В июле 1844 года он начал изучать акушерство и в то же время получил разрешение Карла фон Рокитанского на исследование женских трупов. Вскоре после этого он стал ассистентом профессора акушерства Иоганна Клейна и занимал эту должность до 1847 года. Тот факт, что Клейн был одним из самых ярых представителей старой научной гвардии и имел близких друзей среди политиков министерства, похоже, не уменьшал энтузиазм, с которым Земмельвейс выполнял свои обязанности.

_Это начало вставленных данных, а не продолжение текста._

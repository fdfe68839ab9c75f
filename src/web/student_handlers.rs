// src/web/student_handlers.rs
use crate::{
    error::AppResult,
    models::{
        student::{CreateStudentPayload, Student, UpdateStudentPayload},
        DeletedMessage,
    },
    services::student_service,
    state::AppState,
    web::extract::{AppJson, AppPath},
};
use axum::{extract::State, http::StatusCode, Json};

// GET /api/students
pub async fn list_students(State(state): State<AppState>) -> AppResult<Json<Vec<Student>>> {
    Ok(Json(student_service::find_all_students(&state.db_pool).await?))
}

// GET /api/students/{id}
pub async fn get_student(
    State(state): State<AppState>,
    AppPath(id): AppPath<i64>,
) -> AppResult<Json<Student>> {
    Ok(Json(student_service::get_student(&state.db_pool, id).await?))
}

// POST /api/students
pub async fn create_student(
    State(state): State<AppState>,
    AppJson(payload): AppJson<CreateStudentPayload>,
) -> AppResult<(StatusCode, Json<Student>)> {
    let created = student_service::create_student(&state.db_pool, payload).await?;
    Ok((StatusCode::CREATED, Json(created)))
}

// PUT /api/students/{id}
pub async fn update_student(
    State(state): State<AppState>,
    AppPath(id): AppPath<i64>,
    AppJson(changes): AppJson<UpdateStudentPayload>,
) -> AppResult<Json<Student>> {
    Ok(Json(student_service::update_student(&state.db_pool, id, changes).await?))
}

// DELETE /api/students/{id}
pub async fn delete_student(
    State(state): State<AppState>,
    AppPath(id): AppPath<i64>,
) -> AppResult<Json<DeletedMessage>> {
    student_service::delete_student(&state.db_pool, id).await?;
    Ok(Json(DeletedMessage::new("Aluno excluído com sucesso.")))
}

По мере того как молодой акушер проводил все больше и больше вскрытий тел женщин, умерших от детской или послеродовой, как ее обычно называли, лихорадки, у него начала формироваться теория патофизиологии этого заболевания, то есть концепция о причинах и путях его развития. В то время различные авторитеты в области медицины высказывали разнообразные мнения о том, почему у многих женщин в течение нескольких дней после родов начинался патологический процесс, приводящий к летальному исходу. В некоторых больницах в определенное время года количество умерших матерей достигало двадцати пяти процентов. Большинство врачей склонялись к мнению, что это заболевание вызывает эпидемический процесс, а этиология кроется в специфике болезни, сходной по природе с такими недугами, как, например, оспа. Были и такие, кто считал, что виной всему является некий миазм, представляющий собой одно из тех вредных «заразительных начал», в существовании которых греки видели причину всех нарушений здоровья. Теория Игнаца Земмельвейса должна была все изменить. Серия тщательных клинических наблюдений в сочетании с ясными и логичными рассуждениями, которые привели его к созданию своей концепции этой болезни, были описаны в его первой статье, опубликованной лишь одиннадцать лет спустя:
Наблюдение 1. В центральной больнице при Венском университете было два акушерских подразделения, абсолютно одинаковых во всех отношениях, в которых появлялось на свет около трех с половиной тысяч младенцев ежегодно. Между ними существовало только одно различие: в первом подразделении все роды принимали акушеры и студенты, а во втором – только акушерки. В первом подразделении в среднем от шестисот до восьмисот матерей каждый год умирали от детской лихорадки; во втором подразделении эта величина достигала шестидесяти, то есть была в десять раз меньше.